*** Data extracts

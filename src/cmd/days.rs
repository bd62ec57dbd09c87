use crate::calc::build_index;
use crate::cmd::Workspace;
use crate::data::PlanData;
use anyhow::Result;
use std::path::Path;

pub fn run(plan_override: Option<&Path>) -> Result<()> {
    let ws = Workspace::load(plan_override)?;
    write_days(&ws.plan, &mut std::io::stdout())
}

/// Flat listing of every session in upstream order.
pub(crate) fn write_days<W: std::io::Write>(plan: &PlanData, out: &mut W) -> Result<()> {
    writeln!(out, "Study Plan")?;
    writeln!(out, "---")?;
    writeln!(
        out,
        "  {:<12} {:<10} {:<14} {:<24} {:<11} {:<14} {}",
        "Date", "Day", "Time", "Item", "Category", "Subject", "Hours"
    )?;
    let mut undated = 0usize;
    for day in &plan.days {
        if day.date.is_none() {
            undated += 1;
        }
        let date = day.date.as_deref().unwrap_or("-");
        for slot in day.time_slots.iter().flatten() {
            let subject = if slot.subject_name.is_empty() {
                "N/A"
            } else {
                slot.subject_name.as_str()
            };
            writeln!(
                out,
                "  {:<12} {:<10} {:<14} {:<24} {:<11} {:<14} {}h",
                date,
                day.day,
                slot.time,
                slot.item_name,
                slot.category.label(),
                subject,
                slot.hours
            )?;
        }
    }
    writeln!(out, "---")?;
    writeln!(
        out,
        "Total: {} session(s), {} hour(s)",
        plan.total_slots(),
        plan.total_hours()
    )?;
    let index = build_index(&plan.days);
    let mut dates = index.dates();
    if let Some(first) = dates.next() {
        let last = dates.last().unwrap_or(first);
        writeln!(out, "Covers {} to {} ({} date(s))", first, last, index.len())?;
    }
    if undated > 0 {
        writeln!(
            out,
            "{} record(s) have no date and are not shown on the calendar",
            undated
        )?;
    }
    Ok(())
}

#[cfg(test)]
mod tests {
    use super::*;
    use serde_json::json;

    fn render(plan: &PlanData) -> String {
        let mut buf = Vec::new();
        write_days(plan, &mut buf).unwrap();
        String::from_utf8(buf).unwrap()
    }

    #[test]
    fn test_write_days_empty() {
        let out = render(&PlanData::default());
        assert!(out.contains("Total: 0 session(s), 0 hour(s)"));
        assert!(!out.contains("no date"));
    }

    #[test]
    fn test_write_days_lists_slots_in_order() {
        let plan = PlanData::from_value(&json!([
            {"day": "Monday", "date": "2024-06-03", "time_slots": [
                {"time": "09:00", "item_name": "Essay", "category": "assignment", "subject_name": "History", "hours": 2},
                {"time": "11:00", "item_name": "Quiz prep", "category": "exam", "subject_name": "", "hours": 0.5}
            ]}
        ]));
        let out = render(&plan);
        let essay = out.find("Essay").unwrap();
        let quiz = out.find("Quiz prep").unwrap();
        assert!(essay < quiz);
        assert!(out.contains("N/A"));
        assert!(out.contains("Total: 2 session(s), 2.5 hour(s)"));
        assert!(out.contains("Covers 2024-06-03 to 2024-06-03 (1 date(s))"));
    }

    #[test]
    fn test_write_days_reports_undated_records() {
        let plan = PlanData::from_value(&json!([
            {"day": "Tuesday", "time_slots": [
                {"time": "09:00", "item_name": "Reading", "category": "subject", "subject_name": "Art", "hours": 1}
            ]}
        ]));
        let out = render(&plan);
        assert!(out.contains("Reading"));
        assert!(out.contains("  -  "));
        assert!(out.contains("1 record(s) have no date"));
    }
}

******

Reproduce precisely, and with no line left out, each line from the top of the entries through the line that carries "in upstream order.".

Task output.
filename src/cmd/days.rs
repository bd62ec57dbd09c87
use crate::calc::build_index;
use crate::cmd::Workspace;
use crate::data::PlanData;
use anyhow::Result;
use std::path::Path;

pub fn run(plan_override: Option<&Path>) -> Result<()> {
    let ws = Workspace::load(plan_override)?;
    write_days(&ws.plan, &mut std::io::stdout())
}

/// Flat listing of every session in upstream order.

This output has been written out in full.